Un an plus tôt, à l’automne 1991, Ida avait reçu un appel téléphonique de l’associé de son meilleur ami, un certain Menko Victor « Pek » van Andel. Ida et Pek se sont toujours bien entendus, mais elle le considérait comme un excentrique, c’est pourquoi elle a accueilli son appel avec un haussement de sourcils.

Au téléphone, Pek a expliqué qu’il avait une idée pour une œuvre « d’art corporel » très spéciale et hautement originale. Il voulait créer l’image du système reproductif féminin durant le coït, en utilisant une machine d’imagerie par résonance magnétique, communément appelée IRM. Comme les rayons X, ces machines permettent aux docteurs de voir à l’intérieur des corps humains sans avoir recours à la chirurgie, mais personne, selon Pek, n’en a jamais utilisée pour voir ce qu’il se passe dans le corps de la femme pendant des rapports sexuels. « Cela n’a jamais été fait, répétait-il au bout du fil. Jamais ! »

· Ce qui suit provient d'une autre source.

//! Resolved descriptor model: one immutable snapshot of services, methods, parameters,
//! queries and result mappings.

use crate::config::connection::Connection;
use crate::config::interpolate::Tokens;
use crate::sql::{Clauses, ParameterType, SqlValue};
use std::collections::HashMap;

/// Map with case-insensitive keys that remembers the spelling of the last insert.
/// Iteration follows first-insertion order; replacing a value keeps its position.
#[derive(Clone, Debug, PartialEq)]
pub struct NameMap<V> {
    entries: Vec<(String, V)>,
    /// Case-folded name to position in `entries`.
    index: HashMap<String, usize>,
}

impl<V> Default for NameMap<V> {
    fn default() -> Self {
        NameMap {
            entries: Vec::new(),
            index: HashMap::new(),
        }
    }
}

impl<V> NameMap<V> {
    pub fn new() -> Self {
        Self::default()
    }

    fn key(name: &str) -> String {
        name.to_lowercase()
    }

    pub fn get(&self, name: &str) -> Option<&V> {
        self.index.get(&Self::key(name)).map(|&i| &self.entries[i].1)
    }

    pub fn get_mut(&mut self, name: &str) -> Option<&mut V> {
        let i = *self.index.get(&Self::key(name))?;
        Some(&mut self.entries[i].1)
    }

    pub fn insert(&mut self, name: impl Into<String>, value: V) -> Option<V> {
        let name = name.into();
        match self.index.get(&Self::key(&name)) {
            Some(&i) => {
                let (_, old) = std::mem::replace(&mut self.entries[i], (name, value));
                Some(old)
            }
            None => {
                self.index.insert(Self::key(&name), self.entries.len());
                self.entries.push((name, value));
                None
            }
        }
    }

    pub fn remove(&mut self, name: &str) -> Option<V> {
        let i = self.index.remove(&Self::key(name))?;
        let (_, value) = self.entries.remove(i);
        for slot in self.index.values_mut() {
            if *slot > i {
                *slot -= 1;
            }
        }
        Some(value)
    }

    pub fn contains_key(&self, name: &str) -> bool {
        self.index.contains_key(&Self::key(name))
    }

    pub fn clear(&mut self) {
        self.entries.clear();
        self.index.clear();
    }

    pub fn len(&self) -> usize {
        self.entries.len()
    }

    pub fn is_empty(&self) -> bool {
        self.entries.is_empty()
    }

    /// Entries with their latest spelling, in insertion order.
    pub fn iter(&self) -> impl Iterator<Item = (&str, &V)> {
        self.entries.iter().map(|(name, v)| (name.as_str(), v))
    }

    pub fn values(&self) -> impl Iterator<Item = &V> {
        self.entries.iter().map(|(_, v)| v)
    }

    pub fn values_mut(&mut self) -> impl Iterator<Item = &mut V> {
        self.entries.iter_mut().map(|(_, v)| v)
    }
}

/// Root of one snapshot. Services live in one arena; names and aliases index into it.
#[derive(Clone, Debug, Default)]
pub struct ServiceCollection {
    services: Vec<Service>,
    /// Case-folded service or alias name to arena index.
    index: HashMap<String, usize>,
    /// Registered names (services and aliases) in document order.
    names: Vec<(String, usize)>,
    /// Document-level errors.
    pub errors: Vec<String>,
}

impl ServiceCollection {
    pub fn new() -> Self {
        Self::default()
    }

    /// A collection with no services that only reports `errors`.
    pub fn failed(errors: Vec<String>) -> Self {
        ServiceCollection {
            errors,
            ..Default::default()
        }
    }

    pub fn get(&self, name: &str) -> Option<&Service> {
        self.index_of(name).map(|i| &self.services[i])
    }

    pub fn index_of(&self, name: &str) -> Option<usize> {
        self.index.get(&name.to_lowercase()).copied()
    }

    pub fn contains(&self, name: &str) -> bool {
        self.index.contains_key(&name.to_lowercase())
    }

    /// Service by arena index.
    pub fn service(&self, index: usize) -> &Service {
        &self.services[index]
    }

    /// Add a service under its own name. The caller guarantees the name is unused.
    pub(crate) fn push(&mut self, service: Service) -> usize {
        let i = self.services.len();
        self.index.insert(service.name.to_lowercase(), i);
        self.names.push((service.name.clone(), i));
        self.services.push(service);
        i
    }

    /// Register `alias` as another name for the service at `index`.
    pub(crate) fn add_alias(&mut self, alias: &str, index: usize) {
        self.index.insert(alias.to_lowercase(), index);
        self.names.push((alias.to_string(), index));
    }

    /// Every registered name (aliases included) with its service, in document order.
    pub fn entries(&self) -> impl Iterator<Item = (&str, &Service)> {
        self.names.iter().map(|(name, i)| (name.as_str(), &self.services[*i]))
    }

    /// Distinct services in document order.
    pub fn services(&self) -> &[Service] {
        &self.services
    }

    /// Number of registered names, aliases included.
    pub fn len(&self) -> usize {
        self.names.len()
    }

    pub fn is_empty(&self) -> bool {
        self.names.is_empty()
    }
}

#[derive(Clone, Debug)]
pub struct Service {
    pub name: String,
    /// Arena index of the base service.
    pub base: Option<usize>,
    pub tokens: Tokens,
    pub connection: Option<Connection>,
    pub parameter_types: NameMap<ParameterType>,
    pub methods: NameMap<Method>,
    pub errors: Vec<String>,
}

impl Service {
    /// True if the service or any of its methods has errors.
    pub fn has_errors(&self) -> bool {
        !self.errors.is_empty() || self.methods.values().any(|m| !m.errors.is_empty())
    }
}

/// Where a method's connection came from. Inherited methods whose connection came from
/// their service follow a derived service's `connection` override.
#[derive(Clone, Copy, Debug, PartialEq, Eq)]
pub enum ConnectionOrigin {
    Service,
    Method,
}

#[derive(Clone, Debug)]
pub struct Method {
    /// Arena index of the owning service.
    pub service: usize,
    pub name: String,
    pub description: Option<String>,
    pub deprecated: Option<String>,
    pub parameter_types: NameMap<ParameterType>,
    pub parameters: NameMap<Parameter>,
    pub connection: Option<Connection>,
    pub connection_origin: ConnectionOrigin,
    pub query: Option<Query>,
    pub mapping: Option<MappingNode>,
    pub errors: Vec<String>,
}

impl Method {
    /// Fresh copy for redefinition in `service`: maps copied, errors empty.
    pub fn derive(&self, service: usize) -> Method {
        Method {
            service,
            errors: Vec::new(),
            ..self.clone()
        }
    }

    /// Compiled SQL, if the query compiled.
    pub fn sql(&self) -> Option<&str> {
        self.query.as_ref().and_then(|q| q.sql.as_deref())
    }
}

/// The two mutually exclusive ways a parameter names its type.
#[derive(Clone, Debug, PartialEq)]
pub enum ParameterTypeSource {
    /// Inline `sqlType`.
    SqlType(ParameterType),
    /// `type` referencing a named entry of `parameterTypes`.
    Named(ParameterType),
}

#[derive(Clone, Debug, PartialEq)]
pub struct Parameter {
    pub name: String,
    /// Defaults to `@` + name.
    pub sql_name: String,
    pub description: Option<String>,
    pub optional: bool,
    /// Value bound when an optional parameter is absent; `Null` unless `default` is given.
    pub default: SqlValue,
    pub type_source: ParameterTypeSource,
}

impl Parameter {
    pub fn parameter_type(&self) -> &ParameterType {
        match &self.type_source {
            ParameterTypeSource::SqlType(t) | ParameterTypeSource::Named(t) => t,
        }
    }
}

#[derive(Clone, Debug, Default, PartialEq)]
pub struct Query {
    pub clauses: Clauses,
    /// Set only when compilation succeeded.
    pub sql: Option<String>,
    pub errors: Vec<String>,
}

/// A result column, `instance` selecting among duplicate names (0-based).
#[derive(Clone, Debug, PartialEq, Eq)]
pub struct ColumnRef {
    pub name: String,
    pub instance: usize,
}

#[derive(Clone, Debug, PartialEq, Eq)]
pub enum ColumnMapping {
    Column(ColumnRef),
    Object(MappingNode),
}

/// Reserved key marking the column whose NULL suppresses the enclosing object.
pub const EXISTS_KEY: &str = "<exists>";

#[derive(Clone, Debug, Default, PartialEq, Eq)]
pub struct MappingNode {
    pub exists: Option<ColumnRef>,
    /// Output keys in document order.
    pub columns: Vec<(String, ColumnMapping)>,
}

#[cfg(test)]
mod tests {
    use super::*;

    #[test]
    fn name_map_is_case_insensitive_and_keeps_latest_spelling() {
        let mut m = NameMap::new();
        m.insert("ByYear", 1);
        assert_eq!(m.get("byyear"), Some(&1));
        assert_eq!(m.insert("BYYEAR", 2), Some(1));
        assert_eq!(m.iter().collect::<Vec<_>>(), vec![("BYYEAR", &2)]);
        assert_eq!(m.remove("byYear"), Some(2));
        assert!(m.is_empty());
    }

    #[test]
    fn name_map_keeps_insertion_order() {
        let mut m = NameMap::new();
        for (i, name) in ["zeta", "Alpha", "mid"].iter().enumerate() {
            m.insert(*name, i);
        }
        m.insert("ALPHA", 9);
        let names: Vec<&str> = m.iter().map(|(n, _)| n).collect();
        assert_eq!(names, vec!["zeta", "ALPHA", "mid"]);

        assert_eq!(m.remove("zeta"), Some(0));
        m.insert("omega", 3);
        assert_eq!(m.iter().collect::<Vec<_>>(), vec![("ALPHA", &9), ("mid", &2), ("omega", &3)]);
        assert_eq!(m.get("Mid"), Some(&2));
    }

    #[test]
    fn aliases_share_the_service() {
        let mut c = ServiceCollection::new();
        let i = c.push(Service {
            name: "Sales".into(),
            base: None,
            tokens: Tokens::new(),
            connection: None,
            parameter_types: NameMap::new(),
            methods: NameMap::new(),
            errors: Vec::new(),
        });
        c.add_alias("Revenue", i);
        assert_eq!(c.get("revenue").map(|s| s.name.as_str()), Some("Sales"));
        assert_eq!(c.len(), 2);
        assert_eq!(c.services().len(), 1);
        let names: Vec<&str> = c.entries().map(|(n, _)| n).collect();
        assert_eq!(names, vec!["Sales", "Revenue"]);
    }
}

Ida était sceptique mais intriguée. Pek avait beau être un excentrique, il possédait tout de même un diplôme de recherche médicale et était coinventeur d’une cornée artificielle. Il avait des contacts lui donnant accès à la machine IRM, et surtout, le sérieux académique pour assurer que le projet ne deviendrait pas du porno. Après réflexion, et une longue conversation avec Jupp, elle a accepté.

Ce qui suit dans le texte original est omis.